Making good on a two-month-old threat issued after online sales surged during the pandemic, the ban published yesterday in the Royal Gazette prohibits “direct sales of alcoholic beverages through electronic devices or in a manner of electronic communication.” It goes into effect in 90 days on Dec. 7.

It does not ban selling and paying for alcohol electronically – by transfer or card –  at stores, restaurants or other licensed establishments.

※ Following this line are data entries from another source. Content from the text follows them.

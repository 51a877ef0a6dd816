//! USB device controller (UDC).

use std::{
    ffi::OsStr,
    fmt, fs,
    io::{Error, ErrorKind, Result},
    path::{Path, PathBuf},
};

use crate::{endpoint::Readiness, Speed};

/// USB device controller (UDC).
///
/// Call [`udcs`] to obtain the controllers available on the system.
/// A UDC can serve as [readiness](Readiness) source for the bridges: it is ready
/// once the USB host has configured the gadget bound to it.
#[derive(Clone)]
pub struct Udc {
    dir: PathBuf,
}

impl fmt::Debug for Udc {
    fn fmt(&self, f: &mut fmt::Formatter) -> fmt::Result {
        f.debug_struct("Udc").field("name", &self.name()).finish()
    }
}

impl Udc {
    fn from_dir(dir: impl Into<PathBuf>) -> Self {
        Self { dir: dir.into() }
    }

    /// The name of the USB device controller.
    pub fn name(&self) -> &OsStr {
        self.dir.file_name().unwrap_or_default()
    }

    /// Indicates the current negotiated speed at this port.
    pub fn current_speed(&self) -> Result<Speed> {
        Ok(fs::read_to_string(self.dir.join("current_speed"))?.trim().parse().unwrap_or_default())
    }

    /// Indicates the maximum USB speed supported by this port.
    pub fn max_speed(&self) -> Result<Speed> {
        Ok(fs::read_to_string(self.dir.join("maximum_speed"))?.trim().parse().unwrap_or_default())
    }

    /// Indicates current state of the USB Device Controller.
    ///
    /// However not all USB Device Controllers support reporting all states.
    pub fn state(&self) -> Result<UdcState> {
        Ok(fs::read_to_string(self.dir.join("state"))?.trim().parse().unwrap_or_default())
    }
}

impl Readiness for Udc {
    fn is_ready(&self) -> bool {
        match self.state() {
            Ok(state) => state == UdcState::Configured,
            Err(err) => {
                log::trace!("cannot read state of UDC {}: {err}", self.name().to_string_lossy());
                false
            }
        }
    }
}

/// USB device controller (UDC) connection state.
#[derive(
    Default, Debug, strum::Display, strum::EnumString, Clone, Copy, PartialEq, Eq, PartialOrd, Ord, Hash,
)]
#[non_exhaustive]
pub enum UdcState {
    /// Not attached.
    #[strum(serialize = "not attached")]
    NotAttached,
    /// Attached.
    #[strum(serialize = "attached")]
    Attached,
    /// Powered.
    #[strum(serialize = "powered")]
    Powered,
    /// Reconnecting.
    #[strum(serialize = "reconnecting")]
    Reconnecting,
    /// Unauthenticated.
    #[strum(serialize = "unauthenticated")]
    Unauthenticated,
    /// Default.
    #[strum(serialize = "default")]
    Default,
    /// Addressed.
    #[strum(serialize = "addressed")]
    Addressed,
    /// Configured.
    #[strum(serialize = "configured")]
    Configured,
    /// Suspended.
    #[strum(serialize = "suspended")]
    Suspended,
    /// Unknown state.
    #[default]
    #[strum(serialize = "UNKNOWN")]
    Unknown,
}

const CLASS_DIR: &str = "/sys/class";

fn udcs_in(class_dir: &Path) -> Result<Vec<Udc>> {
    if !class_dir.is_dir() {
        return Err(Error::new(ErrorKind::NotFound, "sysfs is not available"));
    }

    let udc_dir = class_dir.join("udc");
    if !udc_dir.is_dir() {
        return Ok(Vec::new());
    }

    let mut udcs = Vec::new();
    for entry in fs::read_dir(&udc_dir)? {
        let Ok(entry) = entry else { continue };
        udcs.push(Udc::from_dir(entry.path()));
    }

    udcs.sort_by_key(|udc| udc.name().to_os_string());
    Ok(udcs)
}

/// Gets the available USB device controllers (UDCs) in the system, sorted by name.
pub fn udcs() -> Result<Vec<Udc>> {
    udcs_in(Path::new(CLASS_DIR))
}

/// The default USB device controller (UDC) in the system by alphabetical sorting.
///
/// A not found error is returned if no UDC is present.
pub fn default_udc() -> Result<Udc> {
    udcs()?
        .into_iter()
        .next()
        .ok_or_else(|| Error::new(ErrorKind::NotFound, "no USB device controller (UDC) available"))
}

/// The USB device controller (UDC) with the specified name.
pub fn udc_by_name(name: impl AsRef<OsStr>) -> Result<Udc> {
    let name = name.as_ref();
    udcs()?.into_iter().find(|udc| udc.name() == name).ok_or_else(|| {
        Error::new(ErrorKind::NotFound, format!("USB device controller (UDC) {} not found", name.to_string_lossy()))
    })
}
//! PSOCK bridge.
//!
//! Relays strictly synchronous request/ack transactions between one client
//! connected to a local Unix socket and the USB host.
//!
//! Each transaction consists of a [request header](proto::Header) with optional
//! payload, which is forwarded byte-for-byte to the data-in endpoint, followed by
//! an [ack](proto::Ack) with optional payload read from the data-out endpoint and
//! forwarded byte-for-byte back to the client.
//!
//! A client request with invalid magic closes the session, since the byte stream
//! cannot be resynchronized reliably. An invalid ack from the USB host is logged and
//! dropped; the client then receives no reply for its request. The payload of an
//! oversized ack is read and discarded.

use bytes::{Bytes, BytesMut};
use std::{
    io::{self, ErrorKind, Write},
    os::unix::net::UnixStream,
    path::{Path, PathBuf},
    sync::Arc,
    time::Duration,
};

use crate::{
    endpoint::{Endpoint, Transfer, TransferError},
    listener::{recv_exact, LocalListener, RecvStatus},
    worker::Worker,
    CancelToken,
};

pub mod proto;
use proto::{Ack, Header};

/// Default socket path.
pub const DEFAULT_SOCKET_PATH: &str = "/run/sock0";

/// PSOCK bridge configuration.
#[derive(Debug, Clone)]
#[non_exhaustive]
pub struct PsockConfig {
    /// Path of the local Unix socket.
    pub socket_path: PathBuf,
    /// Time to wait for the USB host to configure the gadget before giving up.
    pub ready_timeout: Duration,
    /// Time to wait for the worker to exit when stopping.
    pub stop_timeout: Duration,
    /// Interval at which the listening socket is polled for clients.
    pub accept_interval: Duration,
    /// Maximum payload length of a request or ack.
    pub max_payload: usize,
}

impl Default for PsockConfig {
    fn default() -> Self {
        Self {
            socket_path: DEFAULT_SOCKET_PATH.into(),
            ready_timeout: Duration::from_secs(10),
            stop_timeout: Duration::from_secs(1),
            accept_interval: Duration::from_millis(100),
            max_payload: 2048,
        }
    }
}

impl PsockConfig {
    /// Sets the socket path.
    #[must_use]
    pub fn with_socket_path(mut self, socket_path: impl Into<PathBuf>) -> Self {
        self.socket_path = socket_path.into();
        self
    }

    /// Sets the readiness timeout.
    #[must_use]
    pub fn with_ready_timeout(mut self, ready_timeout: Duration) -> Self {
        self.ready_timeout = ready_timeout;
        self
    }

    /// Sets the stop timeout.
    #[must_use]
    pub fn with_stop_timeout(mut self, stop_timeout: Duration) -> Self {
        self.stop_timeout = stop_timeout;
        self
    }

    /// Sets the accept polling interval.
    #[must_use]
    pub fn with_accept_interval(mut self, accept_interval: Duration) -> Self {
        self.accept_interval = accept_interval;
        self
    }

    /// Sets the maximum payload length.
    #[must_use]
    pub fn with_max_payload(mut self, max_payload: usize) -> Self {
        self.max_payload = max_payload;
        self
    }
}

/// Running PSOCK bridge.
///
/// The bridge is stopped when dropped.
#[derive(Debug)]
pub struct Psock {
    worker: Worker,
    listener: Arc<LocalListener>,
}

impl Psock {
    /// Binds the socket and starts the bridge worker.
    ///
    /// `data_in` transfers from device to host, `data_out` from host to device.
    pub fn start<T>(config: PsockConfig, data_in: Endpoint<T>, data_out: Endpoint<T>) -> io::Result<Self>
    where
        T: Transfer + 'static,
    {
        let listener = Arc::new(LocalListener::bind(&config.socket_path)?);
        let stop_timeout = config.stop_timeout;

        let bridge = Bridge { config, listener: listener.clone(), data_in, data_out };
        let worker = Worker::spawn("psock", move |cancel| bridge.run(&cancel))?.with_stop_timeout(stop_timeout);

        Ok(Self { worker, listener })
    }

    /// Path of the local socket.
    pub fn socket_path(&self) -> &Path {
        self.listener.path()
    }

    /// Whether the worker has exited.
    pub fn is_stopped(&self) -> bool {
        self.worker.is_stopped()
    }

    /// Stops the bridge and removes the socket.
    pub fn stop(mut self) -> io::Result<()> {
        let timeout = self.worker.stop_timeout();
        self.worker.stop(timeout)
    }
}

/// Reason a session ended.
#[derive(Debug, Clone, Copy, PartialEq, Eq)]
enum End {
    /// Client disconnected or the session was closed because of an error.
    Closed,
    /// Stop requested.
    Cancelled,
    /// USB host deconfigured the gadget.
    NotReady,
}

/// State owned by the worker thread.
struct Bridge<T> {
    config: PsockConfig,
    listener: Arc<LocalListener>,
    data_in: Endpoint<T>,
    data_out: Endpoint<T>,
}

impl<T: Transfer> Bridge<T> {
    fn run(mut self, cancel: &CancelToken) {
        loop {
            log::info!("PSOCK waiting for USB host");
            match self.data_in.wait_ready(self.config.ready_timeout, cancel) {
                Ok(()) => (),
                Err(TransferError::Cancelled) => break,
                Err(err) => {
                    log::error!("PSOCK not serving: {err}");
                    break;
                }
            }

            if self.serve(cancel) == End::Cancelled {
                break;
            }
        }
        log::info!("PSOCK bridge exited");
    }

    /// Accepts and serves clients while the gadget is configured.
    ///
    /// Returns [`End::NotReady`] when the gadget has been deconfigured.
    fn serve(&mut self, cancel: &CancelToken) -> End {
        log::info!("PSOCK serving on {}", self.listener.path().display());

        while !cancel.is_cancelled() {
            if !self.data_in.is_ready() {
                return End::NotReady;
            }

            let mut stream = match self.listener.accept(cancel, self.config.accept_interval) {
                Ok(Some(stream)) => stream,
                Ok(None) => continue,
                Err(err) => {
                    log::warn!("PSOCK accept failed: {err}");
                    cancel.sleep(self.config.accept_interval);
                    continue;
                }
            };

            log::info!("PSOCK client connected");
            let end = match self.session(&mut stream, cancel) {
                Ok(end) => end,
                Err(err) => {
                    log::warn!("PSOCK session failed: {err}");
                    End::Closed
                }
            };
            log::info!("PSOCK client disconnected");

            if end != End::Closed {
                return end;
            }
        }
        End::Cancelled
    }

    /// Serves transactions of one client until it disconnects.
    fn session(&mut self, stream: &mut UnixStream, cancel: &CancelToken) -> io::Result<End> {
        let max_payload = self.config.max_payload;

        loop {
            let mut hdr = [0; Header::SIZE];
            match recv_exact(stream, &mut hdr, cancel)? {
                RecvStatus::Complete => (),
                RecvStatus::Closed => return Ok(End::Closed),
                RecvStatus::Cancelled => return Ok(End::Cancelled),
            }

            let header = Header::parse(&hdr);
            if !header.is_valid() {
                log::warn!("PSOCK request with bad magic {:#010x}, closing session", header.magic);
                return Ok(End::Closed);
            }

            let len = header.len as usize;
            if len > max_payload {
                log::warn!("PSOCK request payload of {len} bytes exceeds maximum of {max_payload} bytes, closing session");
                return Ok(End::Closed);
            }

            let mut payload = BytesMut::zeroed(len);
            if len > 0 {
                match recv_exact(stream, &mut payload, cancel)? {
                    RecvStatus::Complete => (),
                    RecvStatus::Closed => {
                        return Err(io::Error::new(ErrorKind::UnexpectedEof, "connection closed before payload"))
                    }
                    RecvStatus::Cancelled => return Ok(End::Cancelled),
                }
            }
            log::debug!("PSOCK request cmd={} len={len}", header.cmd);

            if let Err(err) = self.forward(Bytes::copy_from_slice(&hdr), payload.freeze(), cancel) {
                match usb_failure(err) {
                    Some(end) => return Ok(end),
                    None => continue,
                }
            }

            let reply = match self.receive_ack(cancel) {
                Ok(Some(reply)) => reply,
                Ok(None) => continue,
                Err(err) => match usb_failure(err) {
                    Some(end) => return Ok(end),
                    None => continue,
                },
            };

            stream.write_all(&reply)?;
        }
    }

    /// Forwards a request to the USB host.
    fn forward(&mut self, hdr: Bytes, payload: Bytes, cancel: &CancelToken) -> Result<(), TransferError> {
        self.data_in.write(hdr, cancel)?;
        if !payload.is_empty() {
            self.data_in.write(payload, cancel)?;
        }
        Ok(())
    }

    /// Receives an ack with its payload from the USB host.
    ///
    /// Returns `Ok(None)` if the ack is invalid.
    fn receive_ack(&mut self, cancel: &CancelToken) -> Result<Option<BytesMut>, TransferError> {
        let mut reply = self.data_out.read(Ack::SIZE, cancel)?;

        let mut data = [0; Ack::SIZE];
        data.copy_from_slice(&reply);
        let ack = Ack::parse(&data);
        if !ack.is_valid() {
            log::warn!("PSOCK ack with bad magic {:#010x} dropped", ack.magic);
            return Ok(None);
        }

        let len = ack.len as usize;
        let max_payload = self.config.max_payload;
        if len > max_payload {
            log::warn!("PSOCK ack payload of {len} bytes exceeds maximum of {max_payload} bytes, discarding it");
            self.discard(len, cancel)?;
            return Ok(None);
        }

        if len > 0 {
            let payload = self.data_out.read(len, cancel)?;
            reply.extend_from_slice(&payload);
        }
        log::debug!("PSOCK ack cmd={} ack={} len={len}", ack.cmd, ack.ack);

        Ok(Some(reply))
    }

    /// Reads and discards `len` bytes from data-out so that the next ack stays aligned.
    fn discard(&mut self, mut len: usize, cancel: &CancelToken) -> Result<(), TransferError> {
        let chunk = self.config.max_payload.max(1);
        while len > 0 {
            let n = len.min(chunk);
            self.data_out.read(n, cancel)?;
            len -= n;
        }
        Ok(())
    }
}

/// Logs a USB transfer error and returns how the session ends, if it must.
fn usb_failure(err: TransferError) -> Option<End> {
    if !err.is_fatal() {
        log::warn!("PSOCK transaction dropped: {err}");
        return None;
    }
    if err.is_cancelled() {
        return Some(End::Cancelled);
    }
    log::warn!("PSOCK USB host deconfigured the gadget");
    Some(End::NotReady)
}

But it will spell the end of adding a beer or other bottle to dinner delivery orders.

Online beer community Prachachon Beer called upon its more than 20,000 followers to bring a case to the court, possibly through a class-action suit.

“Whoever is affected by this ban, please join us in filing complaints to the Administrative Court,” its admin wrote last night.

The amendments to the Alcoholic Beverage Control Act were signed by Prime Minister Prayuth Chan-o-cha and cited the difficulty of controlling time, place and manner restrictions on alcohol sales.

Le Louer said it was an unnecessary and business unfriendly move.

“Technology allows that, so it’s counterproductive to simply ban,” he said today. “Thailand is not setting an example in regards to innovation, and will also scare off investors even further.”

The new regulations are also characteristically vague, forbidding “persuading and introducing” new alcoholic products or related services via electronic channels in which sellers and customers don’t meet in person.

The ban was floated amid a pandemic social climate friendly to longstanding prohibitionist ambitions. It came after online sales gave people a way around a nationwide ban on sales, ostensibly imposed to help contain COVID-19.

Coronavirus anxiety not only saw all sales banned nearly a month at the height of the outbreak, but also vague regulations on advertising zealously enforced, and to this day bars operate with strict limitations that include early closing times.